I was building on Sparc - but I'll have to try with openssl 1.0.0.
> So the combination of directives causes some memory to be overwitten that ends up pointing outside httpd's allocated address space. Does the order of the directives matter?
> Which Engine if I may ask? A fix was applied to the CHIL Engine that removes a dangling cleanup function pointer which caused a segfault on startup on platforms that vary the address location in which libraries are loaded (RHEL 5 being a prime example). I don't remember off the top of my head which OpenSSL version got the fix.
> Can you reproduce with a non-optimized, debug/symbols enabled build of OpenSSL and Apache? With the latest versions of each?
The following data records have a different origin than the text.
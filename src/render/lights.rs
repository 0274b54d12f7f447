//! Collects the lights of a scene into the fixed-size arrays the mesh shader consumes.

use glam::{Mat4, Vec3};

use crate::scene::{DirectionalShadow, Light, NodeKind, Scene};

pub const MAX_POINT_LIGHTS: usize = 4;
pub const MAX_DIRECTIONAL_LIGHTS: usize = 2;

#[derive(Clone, Debug, PartialEq)]
pub struct DirectionalLightData {
    /// Direction the light travels in.
    pub direction: Vec3,
    pub radiance: Vec3,
    /// Shadow settings and the light-space matrix, for shadow-casting lights.
    pub shadow: Option<(DirectionalShadow, Mat4)>,
}

#[derive(Clone, Debug, PartialEq)]
pub struct PointLightData {
    pub position: Vec3,
    pub radiance: Vec3,
    pub distance: f32,
}

/// The lights affecting a frame.
#[derive(Clone, Debug, Default, PartialEq)]
pub struct LightSet {
    pub ambient: Vec3,
    pub directional: Vec<DirectionalLightData>,
    pub point: Vec<PointLightData>,
    /// Lights beyond the per-draw limits, which are left out.
    pub dropped: usize,
}

impl LightSet {
    pub fn gather(scene: &Scene) -> Self {
        let mut set = LightSet::default();
        scene.visit_visible(|_, node, world| {
            let NodeKind::Light(light) = &node.kind else {
                return;
            };
            let position = world.w_axis.truncate();
            match light {
                Light::Ambient { .. } => set.ambient += light.radiance(),
                Light::Directional { target, shadow, .. } => {
                    if set.directional.len() == MAX_DIRECTIONAL_LIGHTS {
                        set.dropped += 1;
                        return;
                    }
                    set.directional.push(DirectionalLightData {
                        direction: (*target - position).normalize_or(Vec3::NEG_Y),
                        radiance: light.radiance(),
                        shadow: shadow
                            .as_ref()
                            .map(|shadow| (*shadow, shadow.view_projection(position, *target))),
                    });
                }
                Light::Point { distance, .. } => {
                    if set.point.len() == MAX_POINT_LIGHTS {
                        set.dropped += 1;
                        return;
                    }
                    set.point.push(PointLightData {
                        position,
                        radiance: light.radiance(),
                        distance: *distance,
                    });
                }
            }
        });
        set
    }
}

#[cfg(test)]
mod tests {
    use super::*;

    #[test]
    fn test_excess_lights_are_dropped() {
        let mut scene = Scene::new();
        for i in 0..6 {
            let id = scene.add_light(None, "point", Light::point(Vec3::ONE, 1.0, 0.0));
            scene.transform_mut(id).position = Vec3::splat(i as f32);
        }
        for _ in 0..3 {
            scene.add_light(None, "sun", Light::directional(Vec3::ONE, 1.0));
        }
        let set = LightSet::gather(&scene);
        assert_eq!(set.point.len(), MAX_POINT_LIGHTS);
        assert_eq!(set.directional.len(), MAX_DIRECTIONAL_LIGHTS);
        assert_eq!(set.dropped, 3);
        assert_eq!(set.point[3].position, Vec3::splat(3.0));
    }

    #[test]
    fn test_ambient_lights_add_up() {
        let mut scene = Scene::new();
        scene.add_light(None, "a", Light::ambient(Vec3::ONE, 0.5));
        scene.add_light(None, "b", Light::ambient(Vec3::new(1.0, 0.0, 0.0), 0.25));
        scene.add_light(None, "sun", Light::directional(Vec3::ONE, 1.0));
        assert_eq!(LightSet::gather(&scene).ambient, Vec3::new(0.75, 0.5, 0.5));
    }

    #[test]
    fn test_directional_light_points_at_target() {
        let mut scene = Scene::new();
        let group = scene.add_group(None, "group");
        scene.transform_mut(group).position = Vec3::new(0.0, 1.0, 0.0);
        let sun = scene.add_light(Some(group), "sun", Light::directional(Vec3::ONE, 0.5));
        scene.transform_mut(sun).position = Vec3::new(0.0, 4.0, 0.0);
        let set = LightSet::gather(&scene);
        assert_eq!(set.directional[0].direction, Vec3::NEG_Y);
        assert_eq!(set.directional[0].radiance, Vec3::splat(0.5));
        assert!(set.directional[0].shadow.is_none());
    }

    #[test]
    fn test_hidden_lights_are_ignored() {
        let mut scene = Scene::new();
        let ambient = scene.add_light(None, "ambient", Light::ambient(Vec3::ONE, 0.5));
        scene.add_light(None, "ghost", Light::point(Vec3::X, 2.0, 3.0));
        scene.node_mut(ambient).visible = false;
        let set = LightSet::gather(&scene);
        assert_eq!(set.ambient, Vec3::ZERO);
        assert_eq!(set.point[0].radiance, Vec3::new(2.0, 0.0, 0.0));
        assert_eq!(set.point[0].distance, 3.0);
    }
}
I'll try messing with the order and will let you know how I get on - the
chil engine is the one in use but this is a fairly recent openssl
(0.9.8r). I didn't explicitly enable optimization of either build but
did explicitly add "-g" which seemed to create a build of httpd with
debug symbols but a regular old build of openssl. I have some other
platforms available (RHEL being one of them) and will try soon to see
what I get there.